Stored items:
- Opening Delimiter -

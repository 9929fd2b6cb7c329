//! Message framing codec.
//!
//! Frames are laid out as:
//!
//! ```text
//! +----------+----------+----------+----------+
//! |  Magic   |   Code   |  Length  | Checksum |
//! | 4 bytes  | 1 byte   | 4 bytes  | 4 bytes  |
//! +----------+----------+----------+----------+
//! |                 Payload                   |
//! |              (Length bytes)               |
//! +-------------------------------------------+
//! ```
//!
//! - Magic: network identifier
//! - Code: message code
//! - Length: payload length in bytes (big-endian)
//! - Checksum: first 4 bytes of Blake2b-256 over the payload
//! - Payload: canonical message encoding

use crate::{Message, MessageCode, NetworkError, MAINNET_MAGIC, PROTOCOL_MAX_MSG_SIZE};
use blake2::digest::consts::U32;
use blake2::{Blake2b, Digest};
use bytes::{Buf, BufMut, BytesMut};
use tokio_util::codec::{Decoder, Encoder};

/// Header size: magic (4) + code (1) + length (4) + checksum (4).
const HEADER_SIZE: usize = 13;

/// Frame codec for the sync protocol.
pub struct FrameCodec {
    /// Network magic bytes.
    magic: [u8; 4],
    /// Maximum allowed payload size.
    max_size: usize,
}

impl FrameCodec {
    /// Create a codec with mainnet magic.
    pub fn new() -> Self {
        Self {
            magic: MAINNET_MAGIC,
            max_size: PROTOCOL_MAX_MSG_SIZE,
        }
    }

    /// Create a codec with custom magic bytes.
    pub fn with_magic(magic: [u8; 4]) -> Self {
        Self {
            magic,
            max_size: PROTOCOL_MAX_MSG_SIZE,
        }
    }

    /// First 4 bytes of Blake2b-256 over the payload.
    fn checksum(payload: &[u8]) -> [u8; 4] {
        let hash = Blake2b::<U32>::digest(payload);
        let mut checksum = [0u8; 4];
        checksum.copy_from_slice(&hash[0..4]);
        checksum
    }
}

impl Default for FrameCodec {
    fn default() -> Self {
        Self::new()
    }
}

impl Decoder for FrameCodec {
    type Item = Message;
    type Error = NetworkError;

    fn decode(&mut self, src: &mut BytesMut) -> Result<Option<Self::Item>, Self::Error> {
        if src.len() < HEADER_SIZE {
            return Ok(None);
        }

        // Parse the header without consuming
        if src[0..4] != self.magic {
            return Err(NetworkError::InvalidMagic);
        }
        let code = src[4];
        let length = u32::from_be_bytes([src[5], src[6], src[7], src[8]]) as usize;
        let checksum = [src[9], src[10], src[11], src[12]];

        if length > self.max_size {
            return Err(NetworkError::MessageTooLarge {
                size: length,
                max: self.max_size,
            });
        }

        let total = HEADER_SIZE + length;
        if src.len() < total {
            src.reserve(total - src.len());
            return Ok(None);
        }

        src.advance(HEADER_SIZE);
        let payload = src.split_to(length);

        if Self::checksum(&payload) != checksum {
            return Err(NetworkError::ChecksumMismatch);
        }

        let code = MessageCode::try_from(code)?;
        Message::decode(code, &payload).map(Some)
    }
}

impl Encoder<Message> for FrameCodec {
    type Error = NetworkError;

    fn encode(&mut self, message: Message, dst: &mut BytesMut) -> Result<(), Self::Error> {
        let payload = message.encode_payload();
        let length = payload.len();

        if length > self.max_size {
            return Err(NetworkError::MessageTooLarge {
                size: length,
                max: self.max_size,
            });
        }

        dst.reserve(HEADER_SIZE + length);
        dst.put_slice(&self.magic);
        dst.put_u8(message.code() as u8);
        dst.put_u32(length as u32);
        dst.put_slice(&Self::checksum(&payload));
        dst.put_slice(&payload);

        Ok(())
    }
}
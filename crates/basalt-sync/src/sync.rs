//! The syncer and transaction-sync loops.
//!
//! The syncer periodically (and on new-peer registrations) picks the
//! best-TD peer and runs a downloader round against it. The tx-sync
//! loop hands the pending pool content to freshly connected peers, one
//! bounded pack to one randomly chosen scheduled peer at a time.

use crate::downloader::SyncMode;
use crate::{ProtocolManager, SyncError, FORCE_SYNC_INTERVAL, MIN_SYNC_PEERS, TX_SYNC_PACK_SIZE};
use basalt_types::Transaction;
use rand::seq::SliceRandom;
use std::collections::{HashMap, VecDeque};
use std::sync::atomic::Ordering;
use std::sync::Arc;
use tokio::sync::{mpsc, watch};
use tracing::{debug, trace};

impl ProtocolManager {
    /// Synchronise the chain with the given peer if it advertises a
    /// heavier chain than ours.
    pub(crate) async fn synchronise_with(self: &Arc<Self>, id: &str) {
        let Some(peer) = self.peers.peer(id) else {
            return;
        };
        // Short circuit if the peer has nothing better to offer
        let head = self.chain.current_header();
        let local_td = self
            .chain
            .total_difficulty(&head.hash(), head.number)
            .unwrap_or_default();
        if peer.td() <= local_td {
            return;
        }

        let mode = if self.fast_sync.load(Ordering::SeqCst) {
            SyncMode::Fast
        } else {
            SyncMode::Full
        };

        let weak = Arc::downgrade(self);
        let remove = move |peer_id: &str| {
            if let Some(manager) = weak.upgrade() {
                manager.remove_peer(peer_id);
            }
        };

        match self.downloader.synchronise(id, mode, &remove).await {
            Ok(()) => {
                // The initial sync is done; transactions are welcome now
                self.accept_txs.store(true, Ordering::SeqCst);
                if self.chain.current_header().number > 0 {
                    // Pivot passed, no point in keeping fast sync armed
                    self.fast_sync.store(false, Ordering::SeqCst);
                }
                // Announce the fresh head so stragglers find us
                let head = self.chain.current_header();
                if head.number > 0 {
                    if let Some(block) = self.chain.block_by_hash(&head.hash()) {
                        self.broadcast_block(&block, false);
                    }
                }
            }
            Err(SyncError::Busy) => {}
            Err(err) => debug!(peer = %id, error = %err, "Sync round failed"),
        }
    }

    /// React to new peers and the force-sync tick until the
    /// no-more-peers signal arrives.
    pub(crate) async fn syncer_loop(
        self: Arc<Self>,
        mut new_peer_rx: mpsc::Receiver<String>,
        mut no_more_peers_rx: mpsc::Receiver<()>,
    ) {
        let mut force = tokio::time::interval(FORCE_SYNC_INTERVAL);
        force.set_missed_tick_behavior(tokio::time::MissedTickBehavior::Delay);

        loop {
            tokio::select! {
                peer = new_peer_rx.recv() => match peer {
                    Some(_) => {
                        // Wait for a quorum before reacting to arrivals
                        if self.peers.len() >= MIN_SYNC_PEERS {
                            self.sync_with_best().await;
                        }
                    }
                    None => return,
                },
                _ = force.tick() => {
                    self.sync_with_best().await;
                }
                _ = no_more_peers_rx.recv() => return,
            }
        }
    }

    async fn sync_with_best(self: &Arc<Self>) {
        let Some(best) = self.peers.best_peer() else {
            return;
        };
        let id = best.id().to_string();
        self.synchronise_with(&id).await;
    }

    /// Hand the pending pool to newly connected peers.
    pub(crate) async fn txsync_loop(
        self: Arc<Self>,
        mut txsync_rx: mpsc::Receiver<String>,
        mut quit: watch::Receiver<bool>,
    ) {
        let mut pending: HashMap<String, VecDeque<Transaction>> = HashMap::new();

        loop {
            tokio::select! {
                peer = txsync_rx.recv() => match peer {
                    Some(id) => {
                        let txs = self.pool.pending();
                        if !txs.is_empty() {
                            pending.insert(id, txs.into());
                        }
                    }
                    None => return,
                },
                _ = quit.changed() => {
                    if *quit.borrow() {
                        return;
                    }
                }
            }
            self.drive_tx_syncs(&mut pending).await;
        }
    }

    /// Send queued pool transactions, one pack to one random scheduled
    /// peer at a time.
    async fn drive_tx_syncs(&self, pending: &mut HashMap<String, VecDeque<Transaction>>) {
        while !pending.is_empty() {
            let ids: Vec<String> = pending.keys().cloned().collect();
            let Some(id) = ids.choose(&mut rand::thread_rng()).cloned() else {
                return;
            };
            let Some(queue) = pending.get_mut(&id) else {
                pending.remove(&id);
                continue;
            };

            let mut pack = Vec::new();
            let mut size = 0usize;
            while let Some(tx) = queue.pop_front() {
                size += tx.serialize().len();
                pack.push(tx);
                if size >= TX_SYNC_PACK_SIZE {
                    break;
                }
            }
            if queue.is_empty() {
                pending.remove(&id);
            }

            let Some(peer) = self.peers.peer(&id) else {
                pending.remove(&id);
                continue;
            };
            trace!(peer = %id, count = pack.len(), bytes = size, "Sending pooled transactions");
            if peer.send_transactions(pack).await.is_err() {
                pending.remove(&id);
            }
        }
    }
}
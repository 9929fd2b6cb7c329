//! Canonical binary encoding helpers.
//!
//! All variable integers on the wire and in stored structures use VLQ
//! (variable-length quantity, 7 bits per byte, little-endian groups);
//! fixed-width fields are big-endian. Big integers are encoded as a
//! VLQ byte length followed by the big-endian magnitude.

use crate::Hash256;
use num_bigint::BigUint;
use thiserror::Error;

/// Errors produced while decoding canonical binary data.
#[derive(Error, Debug, Clone, PartialEq, Eq)]
pub enum EncodingError {
    /// Input ended before the value was complete.
    #[error("truncated input at offset {0}")]
    Truncated(usize),

    /// A VLQ value did not fit in 64 bits.
    #[error("VLQ overflow")]
    Overflow,

    /// Structurally invalid data.
    #[error("invalid encoding: {0}")]
    Invalid(String),
}

/// VLQ encode an unsigned integer.
pub fn vlq_encode(buf: &mut Vec<u8>, mut value: u64) {
    loop {
        let mut byte = (value & 0x7F) as u8;
        value >>= 7;
        if value != 0 {
            byte |= 0x80;
        }
        buf.push(byte);
        if value == 0 {
            break;
        }
    }
}

/// VLQ decode an unsigned integer, returning the value and the new offset.
pub fn vlq_decode(data: &[u8], mut pos: usize) -> Result<(u64, usize), EncodingError> {
    let mut result: u64 = 0;
    let mut shift = 0;

    loop {
        if pos >= data.len() {
            return Err(EncodingError::Truncated(pos));
        }
        let byte = data[pos];
        pos += 1;

        result |= ((byte & 0x7F) as u64) << shift;

        if (byte & 0x80) == 0 {
            break;
        }
        shift += 7;

        if shift > 63 {
            return Err(EncodingError::Overflow);
        }
    }

    Ok((result, pos))
}

/// Append a 32-byte hash.
pub fn put_hash(buf: &mut Vec<u8>, hash: &Hash256) {
    buf.extend_from_slice(hash.as_bytes());
}

/// Read a 32-byte hash, returning it and the new offset.
pub fn get_hash(data: &[u8], pos: usize) -> Result<(Hash256, usize), EncodingError> {
    if pos + 32 > data.len() {
        return Err(EncodingError::Truncated(pos));
    }
    let mut bytes = [0u8; 32];
    bytes.copy_from_slice(&data[pos..pos + 32]);
    Ok((Hash256::from(bytes), pos + 32))
}

/// Append a big integer as VLQ length + big-endian magnitude.
pub fn put_biguint(buf: &mut Vec<u8>, value: &BigUint) {
    let bytes = value.to_bytes_be();
    vlq_encode(buf, bytes.len() as u64);
    buf.extend_from_slice(&bytes);
}

/// Read a big integer, returning it and the new offset.
pub fn get_biguint(data: &[u8], pos: usize) -> Result<(BigUint, usize), EncodingError> {
    let (len, pos) = vlq_decode(data, pos)?;
    let len = len as usize;
    if pos + len > data.len() {
        return Err(EncodingError::Truncated(pos));
    }
    Ok((BigUint::from_bytes_be(&data[pos..pos + len]), pos + len))
}

/// Append a length-prefixed byte string.
pub fn put_bytes(buf: &mut Vec<u8>, bytes: &[u8]) {
    vlq_encode(buf, bytes.len() as u64);
    buf.extend_from_slice(bytes);
}

/// Read a length-prefixed byte string, returning it and the new offset.
pub fn get_bytes(data: &[u8], pos: usize) -> Result<(Vec<u8>, usize), EncodingError> {
    let (len, pos) = vlq_decode(data, pos)?;
    let len = len as usize;
    if pos + len > data.len() {
        return Err(EncodingError::Truncated(pos));
    }
    Ok((data[pos..pos + len].to_vec(), pos + len))
}

#[cfg(test)]
mod tests {
    use super::*;

    #[test]
    fn test_vlq_roundtrip() {
        for value in [0u64, 1, 127, 128, 300, 16_384, u32::MAX as u64, u64::MAX] {
            let mut buf = Vec::new();
            vlq_encode(&mut buf, value);
            let (decoded, pos) = vlq_decode(&buf, 0).unwrap();
            assert_eq!(decoded, value);
            assert_eq!(pos, buf.len());
        }
    }

    #[test]
    fn test_vlq_truncated() {
        // High bit set on the last byte means "more to come"
        let data = [0x80u8];
        assert!(matches!(
            vlq_decode(&data, 0),
            Err(EncodingError::Truncated(_))
        ));
    }

    #[test]
    fn test_vlq_overflow() {
        let data = [0xFFu8; 11];
        assert_eq!(vlq_decode(&data, 0), Err(EncodingError::Overflow));
    }

    #[test]
    fn test_biguint_roundtrip() {
        let value = BigUint::from(123_456_789_012_345_678u64) * BigUint::from(1_000_000u64);
        let mut buf = Vec::new();
        put_biguint(&mut buf, &value);
        let (decoded, pos) = get_biguint(&buf, 0).unwrap();
        assert_eq!(decoded, value);
        assert_eq!(pos, buf.len());
    }

    #[test]
    fn test_bytes_roundtrip() {
        let mut buf = Vec::new();
        put_bytes(&mut buf, b"payload");
        let (decoded, _) = get_bytes(&buf, 0).unwrap();
        assert_eq!(decoded, b"payload");
    }
}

- Closing Delimiter -

- [YOUR GOAL]
Return only the exact lines from the opening of the records through the line that contains "custom magic bytes.", both included.

- [SOLUTION TO THIS EXERCISE]
repository 9929fd2b6cb7c329
//! Message framing codec.
//!
//! Frames are laid out as:
//!
//! ```text
//! +----------+----------+----------+----------+
//! |  Magic   |   Code   |  Length  | Checksum |
//! | 4 bytes  | 1 byte   | 4 bytes  | 4 bytes  |
//! +----------+----------+----------+----------+
//! |                 Payload                   |
//! |              (Length bytes)               |
//! +-------------------------------------------+
//! ```
//!
//! - Magic: network identifier
//! - Code: message code
//! - Length: payload length in bytes (big-endian)
//! - Checksum: first 4 bytes of Blake2b-256 over the payload
//! - Payload: canonical message encoding

use crate::{Message, MessageCode, NetworkError, MAINNET_MAGIC, PROTOCOL_MAX_MSG_SIZE};
use blake2::digest::consts::U32;
use blake2::{Blake2b, Digest};
use bytes::{Buf, BufMut, BytesMut};
use tokio_util::codec::{Decoder, Encoder};

/// Header size: magic (4) + code (1) + length (4) + checksum (4).
const HEADER_SIZE: usize = 13;

/// Frame codec for the sync protocol.
pub struct FrameCodec {
    /// Network magic bytes.
    magic: [u8; 4],
    /// Maximum allowed payload size.
    max_size: usize,
}

impl FrameCodec {
    /// Create a codec with mainnet magic.
    pub fn new() -> Self {
        Self {
            magic: MAINNET_MAGIC,
            max_size: PROTOCOL_MAX_MSG_SIZE,
        }
    }

    /// Create a codec with custom magic bytes.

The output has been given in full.